Why does the integral go from $20$ to infinity? My thinking is that is should go from $20,000$ to infinity.

Answer 1

Consider the integrand! But it's still wrong…

It's $$P(X \ge 20000) = \int_{20000}^\infty \lambda e^{-\lambda x} dx = 120 \int_{20000}^\infty 120 e^{-120 x} dx$$

now you could substitute $z=\frac{x}{1000}$ and get:

$$P(X \ge 20000) = 120000 \int_{20}^\infty e^{-0.12x} dx$$

But the given "solution" is wrong.

Answer 2

That is because exponential distributions have the memoryless property, which means that a car with 10,000 miles has the same probabillity of lasting $x$ more miles as a new car (that is what the first equality states in the solution). In this case the probability of the car lasting another 20,000 miles is therefore $$ \begin{align} P(X \geq 30,000 \mid X > 10,000) &= P(X \geq 20,000)\\ &= \int_{20}^{\infty} {1\over20}\, e^{-x/20}\, dx \\ &= e^{-20/20}\\ &= 36~\% \end{align} $$ --- there was a slight error in the stated solution; the density is ${1\over20}\, e^{-x/20}$.

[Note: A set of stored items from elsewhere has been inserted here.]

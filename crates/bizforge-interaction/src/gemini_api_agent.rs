//! GeminiApiAgent - Direct REST API implementation for Gemini text generation.
//!
//! Carries both text operations of the product: schema-constrained plan
//! generation and the free-text idea rewrite. Credentials are resolved
//! through the core `SecretService` before any request is built.

use async_trait::async_trait;
use bizforge_core::config::AppConfig;
use bizforge_core::generation::{GenerationError, PlanGenerator};
use bizforge_core::language::Language;
use bizforge_core::legal::LEGAL_CONTRACT_TEMPLATE;
use bizforge_core::plan::StartupPlan;
use bizforge_core::secret::SecretService;
use bizforge_core::{prompt, schema};
use reqwest::{Client, StatusCode, header::HeaderValue};
use serde::{Deserialize, Serialize};
use serde_json::Value;
use std::time::Duration;

const BASE_URL: &str = "https://generativelanguage.googleapis.com/v1beta/models";

/// Agent implementation that talks to the Gemini HTTP API.
#[derive(Clone)]
pub struct GeminiApiAgent {
    client: Client,
    api_key: String,
    plan_model: String,
    improve_model: String,
    temperature: f32,
}

impl GeminiApiAgent {
    /// Creates a new agent with the provided API key and model settings.
    pub fn new(api_key: impl Into<String>, config: &AppConfig) -> Self {
        Self {
            client: Client::new(),
            api_key: api_key.into(),
            plan_model: config.plan_model.clone(),
            improve_model: config.improve_model.clone(),
            temperature: config.temperature,
        }
    }

    /// Resolves the API key through the secret service and builds an agent.
    ///
    /// Fails fast with [`GenerationError::MissingCredentials`] when no usable
    /// key is configured - no network I/O happens on this path.
    pub async fn from_secret_service(
        service: &dyn SecretService,
        config: &AppConfig,
    ) -> Result<Self, GenerationError> {
        let secrets = service
            .load_secrets()
            .await
            .map_err(|_| GenerationError::MissingCredentials)?;

        let gemini = secrets.gemini.ok_or(GenerationError::MissingCredentials)?;
        if gemini.api_key.trim().is_empty() {
            return Err(GenerationError::MissingCredentials);
        }

        Ok(Self::new(gemini.api_key, config))
    }

    /// Overrides the plan-generation model after construction.
    pub fn with_plan_model(mut self, model: impl Into<String>) -> Self {
        self.plan_model = model.into();
        self
    }

    /// Overrides the idea-improvement model after construction.
    pub fn with_improve_model(mut self, model: impl Into<String>) -> Self {
        self.improve_model = model.into();
        self
    }

    async fn send_request(
        &self,
        model: &str,
        body: &GenerateContentRequest,
    ) -> Result<String, GenerationError> {
        let url = format!(
            "{}/{model}:generateContent?key={api_key}",
            BASE_URL,
            model = model,
            api_key = self.api_key
        );

        tracing::debug!(model, "sending generateContent request");

        let response = self.client.post(url).json(body).send().await.map_err(|err| {
            GenerationError::Transport {
                status_code: None,
                message: format!("Gemini API request failed: {err}"),
                is_retryable: err.is_connect() || err.is_timeout(),
                retry_after: None,
            }
        })?;

        if !response.status().is_success() {
            let status = response.status();
            let retry_after = parse_retry_after(response.headers().get("retry-after"));
            let body_text = response
                .text()
                .await
                .unwrap_or_else(|_| "Failed to read Gemini error body".to_string());
            return Err(map_http_error(status, body_text, retry_after));
        }

        let parsed: GenerateContentResponse = response.json().await.map_err(|err| {
            GenerationError::Other(format!("Failed to parse Gemini response: {err}"))
        })?;

        extract_text_response(parsed)
    }
}

#[async_trait]
impl PlanGenerator for GeminiApiAgent {
    async fn generate_plan(
        &self,
        idea: &str,
        language: Language,
    ) -> Result<StartupPlan, GenerationError> {
        let system = prompt::plan_system_instruction(idea, language)
            .map_err(|err| GenerationError::Other(err.to_string()))?;
        let contents = prompt::plan_contents(idea, language)
            .map_err(|err| GenerationError::Other(err.to_string()))?;

        let request = GenerateContentRequest {
            contents: vec![Content::user(contents)],
            system_instruction: Some(Content::system(system)),
            generation_config: Some(GenerationConfig {
                response_mime_type: Some("application/json".to_string()),
                response_schema: Some(schema::startup_plan_response_schema()),
                temperature: Some(self.temperature),
            }),
        };

        let text = self.send_request(&self.plan_model, &request).await?;
        parse_plan_text(&text)
    }

    async fn improve_idea(
        &self,
        idea: &str,
        language: Language,
    ) -> Result<String, GenerationError> {
        let prompt_text = prompt::improve_prompt(idea, language)
            .map_err(|err| GenerationError::Other(err.to_string()))?;

        let request = GenerateContentRequest {
            contents: vec![Content::user(prompt_text)],
            system_instruction: None,
            generation_config: None,
        };

        let text = self.send_request(&self.improve_model, &request).await?;
        Ok(text.trim().to_string())
    }
}

/// Parses model output text into a plan and attaches the fixed legal doc.
///
/// The legal document is a client-side constant written after validation; it
/// is never part of what the model is asked to produce.
pub(crate) fn parse_plan_text(text: &str) -> Result<StartupPlan, GenerationError> {
    if text.trim().is_empty() {
        return Err(GenerationError::EmptyResponse);
    }

    let mut plan: StartupPlan = serde_json::from_str(text)
        .map_err(|err| GenerationError::Validation(err.to_string()))?;
    plan.code.legal_doc = Some(LEGAL_CONTRACT_TEMPLATE.to_string());
    Ok(plan)
}

#[derive(Serialize)]
struct GenerateContentRequest {
    contents: Vec<Content>,
    #[serde(rename = "systemInstruction", skip_serializing_if = "Option::is_none")]
    system_instruction: Option<Content>,
    #[serde(rename = "generationConfig", skip_serializing_if = "Option::is_none")]
    generation_config: Option<GenerationConfig>,
}

#[derive(Serialize)]
struct Content {
    role: String,
    parts: Vec<Part>,
}

impl Content {
    fn user(text: String) -> Self {
        Self {
            role: "user".to_string(),
            parts: vec![Part { text }],
        }
    }

    fn system(text: String) -> Self {
        Self {
            role: "system".to_string(),
            parts: vec![Part { text }],
        }
    }
}

#[derive(Serialize)]
struct Part {
    text: String,
}

#[derive(Serialize)]
#[serde(rename_all = "camelCase")]
struct GenerationConfig {
    #[serde(skip_serializing_if = "Option::is_none")]
    response_mime_type: Option<String>,
    #[serde(skip_serializing_if = "Option::is_none")]
    response_schema: Option<Value>,
    #[serde(skip_serializing_if = "Option::is_none")]
    temperature: Option<f32>,
}

#[derive(Deserialize)]
struct GenerateContentResponse {
    candidates: Option<Vec<Candidate>>,
}

#[derive(Deserialize)]
struct Candidate {
    content: Option<ContentResponse>,
}

#[derive(Deserialize)]
struct ContentResponse {
    parts: Vec<PartResponse>,
}

#[derive(Deserialize)]
struct PartResponse {
    text: Option<String>,
}

#[derive(Deserialize)]
struct ErrorWrapper {
    error: ErrorBody,
}

#[derive(Deserialize)]
struct ErrorBody {
    #[allow(dead_code)]
    code: Option<i32>,
    message: Option<String>,
    status: Option<String>,
}

fn extract_text_response(response: GenerateContentResponse) -> Result<String, GenerationError> {
    response
        .candidates
        .and_then(|mut candidates| candidates.pop())
        .and_then(|candidate| candidate.content)
        .and_then(|content| content.parts.into_iter().find_map(|part| part.text))
        .ok_or(GenerationError::EmptyResponse)
}

fn map_http_error(
    status: StatusCode,
    body: String,
    retry_after: Option<Duration>,
) -> GenerationError {
    let message = serde_json::from_str::<ErrorWrapper>(&body)
        .map(|wrapper| {
            let status_text = wrapper.error.status.unwrap_or_default();
            let msg = wrapper.error.message.unwrap_or_else(|| body.clone());
            if status_text.is_empty() {
                msg
            } else {
                format!("{status_text}: {msg}")
            }
        })
        .unwrap_or_else(|_| body.clone());

    let is_retryable = matches!(
        status,
        StatusCode::TOO_MANY_REQUESTS
            | StatusCode::INTERNAL_SERVER_ERROR
            | StatusCode::BAD_GATEWAY
            | StatusCode::SERVICE_UNAVAILABLE
            | StatusCode::GATEWAY_TIMEOUT
    );

    GenerationError::Transport {
        status_code: Some(status.as_u16()),
        message,
        is_retryable,
        retry_after,
    }
}

fn parse_retry_after(header: Option<&HeaderValue>) -> Option<Duration> {
    let value = header?.to_str().ok()?;
    if let Ok(seconds) = value.parse::<u64>() {
        return Some(Duration::from_secs(seconds));
    }

    // Retry-After HTTP-date parsing is omitted for simplicity
    None
}

#[cfg(test)]
mod tests {
    use super::*;

    fn text_response(text: &str) -> GenerateContentResponse {
        GenerateContentResponse {
            candidates: Some(vec![Candidate {
                content: Some(ContentResponse {
                    parts: vec![PartResponse {
                        text: Some(text.to_string()),
                    }],
                }),
            }]),
        }
    }

    #[test]
    fn test_extract_text_from_first_candidate() {
        let text = extract_text_response(text_response("hello")).unwrap();
        assert_eq!(text, "hello");
    }

    #[test]
    fn test_extract_text_no_candidates_is_empty_response() {
        let response = GenerateContentResponse { candidates: None };
        assert!(matches!(
            extract_text_response(response),
            Err(GenerationError::EmptyResponse)
        ));
    }

    #[test]
    fn test_parse_plan_empty_text_is_empty_response() {
        assert!(matches!(
            parse_plan_text("   "),
            Err(GenerationError::EmptyResponse)
        ));
    }

    #[test]
    fn test_parse_plan_invalid_json_is_validation_error() {
        let err = parse_plan_text("{ not json").unwrap_err();
        assert!(err.is_validation());
    }

    #[test]
    fn test_parse_plan_attaches_legal_doc() {
        let wire =
            serde_json::to_string(&bizforge_core::testing::sample_plan()).unwrap();
        let plan = parse_plan_text(&wire).unwrap();
        assert_eq!(plan.code.legal_doc.as_deref(), Some(LEGAL_CONTRACT_TEMPLATE));
    }

    #[test]
    fn test_request_serializes_camel_case() {
        let request = GenerateContentRequest {
            contents: vec![Content::user("idea".to_string())],
            system_instruction: Some(Content::system("be brief".to_string())),
            generation_config: Some(GenerationConfig {
                response_mime_type: Some("application/json".to_string()),
                response_schema: Some(schema::startup_plan_response_schema()),
                temperature: Some(0.8),
            }),
        };
        let json = serde_json::to_value(&request).unwrap();
        assert!(json["systemInstruction"]["parts"][0]["text"].is_string());
        assert_eq!(json["generationConfig"]["responseMimeType"], "application/json");
        assert_eq!(json["generationConfig"]["responseSchema"]["type"], "OBJECT");
    }

    #[test]
    fn test_map_http_error_retryable_statuses() {
        let err = map_http_error(StatusCode::SERVICE_UNAVAILABLE, "{}".to_string(), None);
        assert!(err.is_retryable());
        let err = map_http_error(StatusCode::BAD_REQUEST, "{}".to_string(), None);
        assert!(!err.is_retryable());
    }

    #[test]
    fn test_map_http_error_extracts_api_message() {
        let body = r#"{"error":{"code":429,"message":"quota exceeded","status":"RESOURCE_EXHAUSTED"}}"#;
        let err = map_http_error(StatusCode::TOO_MANY_REQUESTS, body.to_string(), None);
        match err {
            GenerationError::Transport { message, .. } => {
                assert_eq!(message, "RESOURCE_EXHAUSTED: quota exceeded");
            }
            other => panic!("unexpected error: {other:?}"),
        }
    }

    #[test]
    fn test_parse_retry_after_seconds() {
        let header = HeaderValue::from_static("30");
        assert_eq!(
            parse_retry_after(Some(&header)),
            Some(Duration::from_secs(30))
        );
        assert_eq!(parse_retry_after(None), None);
    }
}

(this is true of any exponential distribution : the probability of exceeding the mean is $1/e=0.36\approx1/3$).

Answer 3

The parameter $\lambda$ is written in thousands of miles. So to do a computation, you essentially need to either scale $\lambda$ to $1/20,000$ or scale the $20,000$ miles to $20$ miles. The integral you provided did the latter.